O mau ambiente no clube
No final, porém, não há qualquer indício de problemas de relacionamento significativos ou de uma rutura "à italiana", sendo os desentendimentos profissionais a principal causa do fim do envolvimento de Ashworth. No entanto, o clima entre os funcionários do clube é de rutura. Será difícil explicar ao pessoal um investimento de tão curto prazo num novo diretor desportivo, sob cuja orientação foram feitas transferências no verão no valor de 200 milhões de euros, enquanto noutros lugares se faziam poupanças sempre que possível.
Em toda a estrutura, embora a iniciativa de Berrada, ouvindo os problemas quotidianos dos funcionários e esforçando-se por melhorar as suas condições de trabalho, seja apreciada, ao mesmo tempo quase todos sentirão as suas medidas de austeridade.

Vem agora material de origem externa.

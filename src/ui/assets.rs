//! Filesystem-based asset source for loading piece SVGs.

use gpui::{AssetSource, SharedString};
use std::borrow::Cow;
use std::fs;
use std::path::PathBuf;
use tracing::debug;

/// Looks for assets next to the executable, then in the working directory
pub struct FileAssets {
    roots: Vec<PathBuf>,
}

impl FileAssets {
    pub fn new() -> Self {
        let mut roots = Vec::new();
        if let Some(dir) = std::env::current_exe()
            .ok()
            .and_then(|p| p.parent().map(|p| p.to_path_buf()))
        {
            roots.push(dir);
        }
        if let Ok(dir) = std::env::current_dir() {
            roots.push(dir);
        }
        Self { roots }
    }
}

impl Default for FileAssets {
    fn default() -> Self {
        Self::new()
    }
}

impl AssetSource for FileAssets {
    fn load(&self, path: &str) -> gpui::Result<Option<Cow<'static, [u8]>>> {
        for root in &self.roots {
            if let Ok(data) = fs::read(root.join(path)) {
                return Ok(Some(Cow::Owned(data)));
            }
        }
        debug!("asset not found: {}", path);
        Ok(None)
    }

    fn list(&self, path: &str) -> gpui::Result<Vec<SharedString>> {
        let mut results = Vec::new();
        for root in &self.roots {
            if let Ok(entries) = fs::read_dir(root.join(path)) {
                results.extend(
                    entries
                        .flatten()
                        .filter_map(|e| e.file_name().to_str().map(|n| SharedString::from(n.to_string()))),
                );
                break;
            }
        }
        Ok(results)
    }
}
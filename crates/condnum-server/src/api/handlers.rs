//! API endpoint handlers

use super::extractors::{JsonExtractor, QueryExtractor};
use super::types::*;
use crate::error::ServerError;
use axum::{
    extract::{Path, State},
    http::StatusCode,
    Json,
};
use condnum_core::{ConditionId, Op};

/// Health check endpoint
pub(super) async fn health() -> Json<HealthResponse> {
    Json(HealthResponse {
        status: "healthy".to_string(),
        version: env!("CARGO_PKG_VERSION").to_string(),
    })
}

/// Create a condition, or reuse an unlocked duplicate
pub(super) async fn create_condition(
    State(state): State<AppState>,
    JsonExtractor(payload): JsonExtractor<CreateRequest>,
) -> Result<Json<CreateResponse>, ServerError> {
    let op: Op = payload.op.parse().map_err(ServerError::InvalidRequest)?;
    let id = state.service.create(&payload.key, op, payload.val).await?;
    Ok(Json(CreateResponse { id }))
}

/// Acquire a create-lock reference
///
/// An id that does not parse cannot exist, so it is reported as not found.
pub(super) async fn lock_condition(
    State(state): State<AppState>,
    Path(id): Path<String>,
) -> Result<StatusCode, ServerError> {
    let id: ConditionId = id
        .parse()
        .map_err(|_| ServerError::NotFound(format!("condition {}", id)))?;
    state.service.lock_create(id).await?;
    Ok(StatusCode::NO_CONTENT)
}

/// Release a create-lock reference; unknown ids succeed
pub(super) async fn unlock_condition(
    State(state): State<AppState>,
    Path(id): Path<String>,
) -> Result<StatusCode, ServerError> {
    if let Ok(id) = id.parse::<ConditionId>() {
        state.service.unlock_create(id).await?;
    }
    Ok(StatusCode::NO_CONTENT)
}

/// Delete a condition; unknown ids succeed
pub(super) async fn delete_condition(
    State(state): State<AppState>,
    Path(id): Path<String>,
) -> Result<StatusCode, ServerError> {
    if let Ok(id) = id.parse::<ConditionId>() {
        state.service.delete(id).await?;
    }
    Ok(StatusCode::NO_CONTENT)
}

/// One page of condition ids matching `(key, val)`
pub(super) async fn search_conditions(
    State(state): State<AppState>,
    QueryExtractor(params): QueryExtractor<SearchParams>,
) -> Result<Json<SearchResponse>, ServerError> {
    if !params.val.is_finite() {
        return Err(ServerError::InvalidRequest(format!(
            "val must be a finite number, got {}",
            params.val
        )));
    }
    let cursor = parse_cursor(params.cursor.as_deref())?;
    let ids = state
        .service
        .search_page(&params.key, params.val, params.page_limit(), cursor)
        .await?;
    Ok(Json(SearchResponse { ids }))
}

fn parse_cursor(raw: Option<&str>) -> Result<Option<ConditionId>, ServerError> {
    match raw {
        None | Some("") => Ok(None),
        Some(raw) => raw
            .parse()
            .map(Some)
            .map_err(|e| ServerError::InvalidRequest(format!("invalid cursor: {}", e))),
    }
}
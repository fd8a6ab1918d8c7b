//! Durable storage layer for numeric conditions
//!
//! This crate defines the [`ConditionStorage`] contract and its backends:
//!
//! - **Memory**: a document-style collection with a unique index, kept in process
//! - **PostgreSQL**: relational table with a unique constraint (feature `postgres`)
//! - **SQLite**: the same relational schema on SQLite (feature `sqlite`, the default backend)
//! - **MongoDB**: document collection with a unique index (feature `mongodb`)
//!
//! All backends share the matching rules from `condnum_core::matching` and
//! produce identical externally observable behavior.
//!
//! # Example
//!
//! ```no_run
//! use condnum_core::Op;
//! use condnum_storage::{ConditionStorage, MemoryStorage};
//! use std::time::Duration;
//!
//! # #[tokio::main]
//! # async fn main() -> Result<(), Box<dyn std::error::Error>> {
//! let storage = MemoryStorage::new(Duration::from_secs(60));
//! let id = storage.create("salary", Op::Gt, 1000.0).await?;
//! let ids = storage.search_page("salary", 1500.0, 10, None).await?;
//! assert_eq!(ids, vec![id]);
//! # Ok(())
//! # }
//! ```

pub mod config;
pub mod memory;
#[cfg(feature = "mongodb")]
pub mod mongo;
#[cfg(any(feature = "postgres", feature = "sqlite"))]
pub mod sql;
pub mod traits;

pub use config::{StorageBackend, StorageConfig};
pub use memory::MemoryStorage;
#[cfg(feature = "mongodb")]
pub use mongo::MongoStorage;
#[cfg(feature = "postgres")]
pub use sql::postgres::PostgresStorage;
#[cfg(feature = "sqlite")]
pub use sql::sqlite::SqliteStorage;
pub use traits::ConditionStorage;

use condnum_core::{ConditionError, ConditionResult};
use std::sync::Arc;

/// Open the backend selected by `config`
pub async fn connect(config: &StorageConfig) -> ConditionResult<Arc<dyn ConditionStorage>> {
    match config.backend {
        StorageBackend::Memory => {
            tracing::warn!("Using in-memory condition storage; data is lost on restart");
            Ok(Arc::new(MemoryStorage::new(config.create_lock_ttl())))
        }
        #[cfg(feature = "postgres")]
        StorageBackend::Postgres => Ok(Arc::new(PostgresStorage::connect(config).await?)),
        #[cfg(feature = "sqlite")]
        StorageBackend::Sqlite => Ok(Arc::new(SqliteStorage::connect(config).await?)),
        #[cfg(feature = "mongodb")]
        StorageBackend::Mongodb => Ok(Arc::new(MongoStorage::connect(config).await?)),
        #[allow(unreachable_patterns)]
        other => Err(ConditionError::internal(format!(
            "storage backend '{}' is not compiled in",
            other
        ))),
    }
}
//! Server configuration

use condnum_service::CacheConfig;
use condnum_storage::StorageConfig;
use serde::{Deserialize, Serialize};
use std::collections::HashMap;
use std::time::Duration;

/// Prefix of every environment variable read by the server
pub const ENV_PREFIX: &str = "CONDNUM";

/// Separator between nested keys in environment variable names
pub const ENV_SEPARATOR: &str = "__";

/// Default configuration file, without extension
pub const DEFAULT_CONFIG_FILE: &str = "config/condnum";

/// Listener settings
#[derive(Debug, Clone, Serialize, Deserialize)]
pub struct ApiConfig {
    #[serde(default = "default_host")]
    pub host: String,

    #[serde(default = "default_port")]
    pub port: u16,

    /// Upper bound for each storage call, in milliseconds
    #[serde(default)]
    pub request_timeout_ms: Option<u64>,
}

fn default_host() -> String {
    "0.0.0.0".to_string()
}

fn default_port() -> u16 {
    50051
}

impl Default for ApiConfig {
    fn default() -> Self {
        Self {
            host: default_host(),
            port: default_port(),
            request_timeout_ms: None,
        }
    }
}

impl ApiConfig {
    pub fn addr(&self) -> String {
        format!("{}:{}", self.host, self.port)
    }

    pub fn request_timeout(&self) -> Option<Duration> {
        self.request_timeout_ms.map(Duration::from_millis)
    }
}

/// Log output encoding
#[derive(Debug, Clone, Copy, Default, PartialEq, Eq, Serialize, Deserialize)]
#[serde(rename_all = "lowercase")]
pub enum LogFormat {
    #[default]
    Text,
    Json,
}

/// Logging settings
#[derive(Debug, Clone, Serialize, Deserialize)]
pub struct LogConfig {
    /// Filter used when `RUST_LOG` is unset
    #[serde(default = "default_log_level")]
    pub level: String,

    #[serde(default)]
    pub format: LogFormat,
}

fn default_log_level() -> String {
    "info".to_string()
}

impl Default for LogConfig {
    fn default() -> Self {
        Self {
            level: default_log_level(),
            format: LogFormat::default(),
        }
    }
}

/// Server configuration
#[derive(Debug, Clone, Default, Serialize, Deserialize)]
pub struct ServerConfig {
    #[serde(default)]
    pub api: ApiConfig,

    #[serde(default)]
    pub db: StorageConfig,

    #[serde(default)]
    pub cache: CacheConfig,

    #[serde(default)]
    pub log: LogConfig,
}

impl ServerConfig {
    /// Load configuration from `.env`, the default config file and the
    /// process environment
    pub fn load() -> anyhow::Result<Self> {
        // Load .env file if exists
        dotenvy::dotenv().ok();

        Self::load_from(DEFAULT_CONFIG_FILE, environment(None))
    }

    /// Load configuration from an optional file and an environment source
    ///
    /// Environment values take precedence over the file.
    pub fn load_from(file: &str, env: config::Environment) -> anyhow::Result<Self> {
        config::Config::builder()
            .add_source(config::File::with_name(file).required(false))
            .add_source(env)
            .build()
            .map_err(|e| anyhow::anyhow!("Failed to read config: {}", e))?
            .try_deserialize()
            .map_err(|e| anyhow::anyhow!("Failed to deserialize config: {}", e))
    }
}

/// Environment source with the server's prefix and separator
///
/// `vars` replaces the process environment when given.
pub fn environment(vars: Option<HashMap<String, String>>) -> config::Environment {
    config::Environment::with_prefix(ENV_PREFIX)
        .separator(ENV_SEPARATOR)
        .try_parsing(true)
        .list_separator(",")
        .with_list_parse_key("cache.omit_keys")
        .source(vars)
}

#[cfg(test)]
mod tests {
    use super::*;
    use condnum_storage::StorageBackend;

    #[test]
    fn test_server_config_default() {
        let config = ServerConfig::default();

        assert_eq!(config.api.addr(), "0.0.0.0:50051");
        assert!(config.api.request_timeout().is_none());
        assert_eq!(config.db.backend, StorageBackend::Sqlite);
        assert_eq!(config.db.connection_uri(), "sqlite://conditions.db");
        assert_eq!(config.db.table.name, "conditions_number");
        assert!(!config.cache.enabled);
        assert_eq!(config.log.level, "info");
        assert_eq!(config.log.format, LogFormat::Text);
    }

    #[test]
    fn test_missing_file_uses_defaults() {
        let config =
            ServerConfig::load_from("does/not/exist", environment(Some(HashMap::new()))).unwrap();
        assert_eq!(config.api.port, 50051);
        assert_eq!(config.db.connection.max, 10);
    }

    #[test]
    fn test_request_timeout() {
        let api = ApiConfig {
            request_timeout_ms: Some(250),
            ..Default::default()
        };
        assert_eq!(api.request_timeout(), Some(Duration::from_millis(250)));
    }
}
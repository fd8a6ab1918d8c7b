//! Read-through search cache
//!
//! [`CachedService`] memoizes `search_page` results in a [`CacheBackend`] and
//! clears the whole `conds:num` namespace after every successful create or
//! delete. Cache faults are logged and the call falls through to the wrapped
//! service.

mod backend;
mod memory;
#[cfg(feature = "redis")]
mod redis;

pub use backend::{CacheBackend, CacheError};
pub use memory::MemoryCache;
#[cfg(feature = "redis")]
pub use self::redis::RedisCache;

use crate::service::ConditionService;
use async_trait::async_trait;
use condnum_core::{ConditionId, ConditionResult, Op};
use serde::{Deserialize, Serialize};
use std::collections::{HashMap, HashSet};
use std::sync::atomic::{AtomicU64, Ordering};
use std::sync::{Arc, Mutex as StdMutex};
use std::time::Duration;
use tokio::sync::{Mutex, RwLock};

/// Namespace shared by every search cache entry
pub const KEY_PREFIX: &str = "conds:num";

/// 2^63, the first float above the `i64` range
const I64_UPPER_BOUND: f64 = 9_223_372_036_854_775_808.0;

/// Cache settings
#[derive(Debug, Clone, Serialize, Deserialize)]
pub struct CacheConfig {
    /// Wrap the service with the cache decorator
    #[serde(default)]
    pub enabled: bool,

    /// Entry lifetime in seconds
    #[serde(default = "default_ttl_secs")]
    pub ttl_secs: u64,

    /// Maximum entries held by the in-process backend
    #[serde(default = "default_local_size")]
    pub local_size: usize,

    /// Redis-compatible server (`host:port` or `redis://` URL); unset keeps the cache in process
    #[serde(default)]
    pub addr: Option<String>,

    /// Remote cache password
    #[serde(default)]
    pub password: Option<String>,

    /// Attribute keys never cached
    #[serde(default)]
    pub omit_keys: Vec<String>,
}

fn default_ttl_secs() -> u64 {
    60
}

fn default_local_size() -> usize {
    1_000_000
}

impl Default for CacheConfig {
    fn default() -> Self {
        Self {
            enabled: false,
            ttl_secs: default_ttl_secs(),
            local_size: default_local_size(),
            addr: None,
            password: None,
            omit_keys: Vec::new(),
        }
    }
}

impl CacheConfig {
    pub fn ttl(&self) -> Duration {
        Duration::from_secs(self.ttl_secs)
    }
}

/// Snapshot of cache counters
#[derive(Debug, Clone, Copy, Default, PartialEq, Eq, Serialize)]
pub struct CacheStats {
    /// Searches answered from the cache
    pub hits: u64,
    /// Searches computed by the wrapped service
    pub misses: u64,
    /// Searches not eligible for caching
    pub bypasses: u64,
    /// Backend faults absorbed by the decorator
    pub errors: u64,
}

impl CacheStats {
    /// Fraction of eligible searches served from the cache
    pub fn hit_rate(&self) -> f64 {
        let total = self.hits + self.misses;
        if total == 0 {
            0.0
        } else {
            self.hits as f64 / total as f64
        }
    }
}

#[derive(Default)]
struct Counters {
    hits: AtomicU64,
    misses: AtomicU64,
    bypasses: AtomicU64,
    errors: AtomicU64,
}

impl Counters {
    fn bump(counter: &AtomicU64) {
        counter.fetch_add(1, Ordering::Relaxed);
    }

    fn snapshot(&self) -> CacheStats {
        CacheStats {
            hits: self.hits.load(Ordering::Relaxed),
            misses: self.misses.load(Ordering::Relaxed),
            bypasses: self.bypasses.load(Ordering::Relaxed),
            errors: self.errors.load(Ordering::Relaxed),
        }
    }
}

/// Integer form of a probe value, if it is exactly representable as `i64`
pub fn cacheable_value(value: f64) -> Option<i64> {
    if value.fract() == 0.0 && value >= i64::MIN as f64 && value < I64_UPPER_BOUND {
        Some(value as i64)
    } else {
        None
    }
}

/// Cache key for one search page
pub fn cache_key(key: &str, value: i64, limit: u32, cursor: Option<ConditionId>) -> String {
    let cursor = cursor.map(|c| c.to_string()).unwrap_or_default();
    format!("{}:{}:{}:{}:{}", KEY_PREFIX, limit, cursor, value, key)
}

fn encode_ids(ids: &[ConditionId]) -> Vec<u8> {
    ids.iter()
        .map(|id| id.to_string())
        .collect::<Vec<_>>()
        .join(",")
        .into_bytes()
}

fn decode_ids(raw: &[u8]) -> Option<Vec<ConditionId>> {
    let text = std::str::from_utf8(raw).ok()?;
    if text.is_empty() {
        return Some(Vec::new());
    }
    text.split(',').map(|part| part.parse().ok()).collect()
}

/// Caching decorator for [`ConditionService`]
pub struct CachedService {
    inner: Arc<dyn ConditionService>,
    backend: Arc<dyn CacheBackend>,
    ttl: Duration,
    omit_keys: HashSet<String>,
    /// Bumped on every invalidation; held for reading while a result is stored
    generation: RwLock<u64>,
    /// One in-flight computation per cache key
    gates: StdMutex<HashMap<String, Arc<Mutex<()>>>>,
    counters: Counters,
}

impl CachedService {
    pub fn new(
        inner: Arc<dyn ConditionService>,
        backend: Arc<dyn CacheBackend>,
        config: &CacheConfig,
    ) -> Self {
        Self {
            inner,
            backend,
            ttl: config.ttl(),
            omit_keys: config.omit_keys.iter().cloned().collect(),
            generation: RwLock::new(0),
            gates: StdMutex::new(HashMap::new()),
            counters: Counters::default(),
        }
    }

    pub fn stats(&self) -> CacheStats {
        self.counters.snapshot()
    }

    fn eligible(&self, key: &str, value: f64) -> Option<i64> {
        if self.omit_keys.contains(key) {
            return None;
        }
        cacheable_value(value)
    }

    async fn lookup(&self, cache_key: &str) -> Option<Vec<ConditionId>> {
        match self.backend.get(cache_key).await {
            Ok(Some(raw)) => match decode_ids(&raw) {
                Some(ids) => Some(ids),
                None => {
                    Counters::bump(&self.counters.errors);
                    tracing::warn!(key = %cache_key, "Discarding undecodable cache entry");
                    None
                }
            },
            Ok(None) => None,
            Err(e) => {
                Counters::bump(&self.counters.errors);
                tracing::warn!(key = %cache_key, error = %e, "Cache read failed");
                None
            }
        }
    }

    async fn store(&self, cache_key: &str, ids: &[ConditionId], generation: u64) {
        let current = self.generation.read().await;
        if *current != generation {
            tracing::debug!(key = %cache_key, "Skipping cache write after invalidation");
            return;
        }
        if let Err(e) = self
            .backend
            .set_if_absent(cache_key, encode_ids(ids), self.ttl)
            .await
        {
            Counters::bump(&self.counters.errors);
            tracing::warn!(key = %cache_key, error = %e, "Cache write failed");
        }
    }

    async fn invalidate(&self) {
        let mut generation = self.generation.write().await;
        *generation = generation.wrapping_add(1);
        let prefix = format!("{}:", KEY_PREFIX);
        match self.backend.delete_prefix(&prefix).await {
            Ok(removed) => tracing::debug!(removed, "Invalidated search cache"),
            Err(e) => {
                Counters::bump(&self.counters.errors);
                tracing::warn!(error = %e, "Search cache invalidation failed");
            }
        }
    }

    fn gate(&self, cache_key: &str) -> GateGuard<'_> {
        let gate = match self.gates.lock() {
            Ok(mut gates) => gates.entry(cache_key.to_string()).or_default().clone(),
            Err(poisoned) => poisoned
                .into_inner()
                .entry(cache_key.to_string())
                .or_default()
                .clone(),
        };
        GateGuard {
            gates: &self.gates,
            key: cache_key.to_string(),
            gate,
        }
    }

    async fn search_cached(
        &self,
        cache_key: &str,
        key: &str,
        value: f64,
        limit: u32,
        cursor: Option<ConditionId>,
    ) -> ConditionResult<Vec<ConditionId>> {
        if let Some(ids) = self.lookup(cache_key).await {
            Counters::bump(&self.counters.hits);
            return Ok(ids);
        }

        let guard = self.gate(cache_key);
        let _computing = guard.gate.lock().await;

        // another task may have filled the entry while this one waited
        if let Some(ids) = self.lookup(cache_key).await {
            Counters::bump(&self.counters.hits);
            return Ok(ids);
        }

        Counters::bump(&self.counters.misses);
        let generation = *self.generation.read().await;
        let ids = self.inner.search_page(key, value, limit, cursor).await?;
        self.store(cache_key, &ids, generation).await;
        Ok(ids)
    }
}

/// Drops the per-key gate from the map once no other task holds it
struct GateGuard<'a> {
    gates: &'a StdMutex<HashMap<String, Arc<Mutex<()>>>>,
    key: String,
    gate: Arc<Mutex<()>>,
}

impl Drop for GateGuard<'_> {
    fn drop(&mut self) {
        let mut gates = match self.gates.lock() {
            Ok(gates) => gates,
            Err(poisoned) => poisoned.into_inner(),
        };
        // the map and this guard are the only owners
        if Arc::strong_count(&self.gate) == 2 {
            gates.remove(&self.key);
        }
    }
}

#[async_trait]
impl ConditionService for CachedService {
    async fn create(&self, key: &str, op: Op, value: f64) -> ConditionResult<ConditionId> {
        let id = self.inner.create(key, op, value).await?;
        self.invalidate().await;
        Ok(id)
    }

    async fn lock_create(&self, id: ConditionId) -> ConditionResult<()> {
        self.inner.lock_create(id).await
    }

    async fn unlock_create(&self, id: ConditionId) -> ConditionResult<()> {
        self.inner.unlock_create(id).await
    }

    async fn delete(&self, id: ConditionId) -> ConditionResult<()> {
        self.inner.delete(id).await?;
        self.invalidate().await;
        Ok(())
    }

    async fn search_page(
        &self,
        key: &str,
        value: f64,
        limit: u32,
        cursor: Option<ConditionId>,
    ) -> ConditionResult<Vec<ConditionId>> {
        match self.eligible(key, value) {
            Some(int_value) => {
                let cache_key = cache_key(key, int_value, limit, cursor);
                self.search_cached(&cache_key, key, value, limit, cursor)
                    .await
            }
            None => {
                Counters::bump(&self.counters.bypasses);
                self.inner.search_page(key, value, limit, cursor).await
            }
        }
    }
}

O despedimento de mais de duzentos funcionários, a redução de custos ou o cancelamento da tradicional festa de Natal, bem como o aumento dos preços dos bilhetes, não contribuem certamente para melhorar o clima geral do clube.
Os adeptos e todos os que rodeiam uma das marcas mais famosas da história do futebol só podem esperar que a Ineos dê o mínimo de passos em falso possível. Porque estão desesperados por ver o seu clube estabelecido na primeira divisão inglesa e europeia, onde indubitavelmente pertence em termos de dimensão e história.